** SUPPLIED DATA follows **
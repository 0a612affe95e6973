#![allow(dead_code)]

use std::collections::HashMap;
use std::{fs, path::Path};

use anyhow::{Context, Result, anyhow, bail};
use chrono::Utc;
use rusqlite::{Connection, params, types::Type};
use uuid::Uuid;

use crate::types::{
    ChatMessage, Column, CommandFrequency, Priority, Role, Status, Task, TaskKind, User, UserStatus,
};

pub struct Database {
    conn: Connection,
}

/// Field set accepted by task create/update. `column_id` takes precedence
/// over `status` when both are present; the store derives the stored status
/// from the chosen column so the pair never drifts.
#[derive(Debug, Clone, Default)]
pub struct TaskDraft {
    pub title: String,
    pub description: Option<String>,
    pub status: Status,
    pub priority: Priority,
    pub kind: TaskKind,
    pub assignee_id: Option<Uuid>,
    pub client: Option<String>,
    pub request_date: Option<String>,
    pub due_date: Option<String>,
    pub observation: Option<String>,
    pub external_ref: Option<String>,
    pub column_id: Option<Uuid>,
}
** End of SUPPLIED DATA **
REQUIREMENT: Please copy out every entry exactly, with nothing omitted.

EXERCISE ANSWER:
repository 0a612affe95e6973
#![allow(dead_code)]

use std::collections::HashMap;
use std::{fs, path::Path};

use anyhow::{Context, Result, anyhow, bail};
use chrono::Utc;
use rusqlite::{Connection, params, types::Type};
use uuid::Uuid;

use crate::types::{
    ChatMessage, Column, CommandFrequency, Priority, Role, Status, Task, TaskKind, User, UserStatus,
};

pub struct Database {
    conn: Connection,
}

/// Field set accepted by task create/update. `column_id` takes precedence
/// over `status` when both are present; the store derives the stored status
/// from the chosen column so the pair never drifts.
#[derive(Debug, Clone, Default)]
pub struct TaskDraft {
    pub title: String,
    pub description: Option<String>,
    pub status: Status,
    pub priority: Priority,
    pub kind: TaskKind,
    pub assignee_id: Option<Uuid>,
    pub client: Option<String>,
    pub request_date: Option<String>,
    pub due_date: Option<String>,
    pub observation: Option<String>,
    pub external_ref: Option<String>,
    pub column_id: Option<Uuid>,
}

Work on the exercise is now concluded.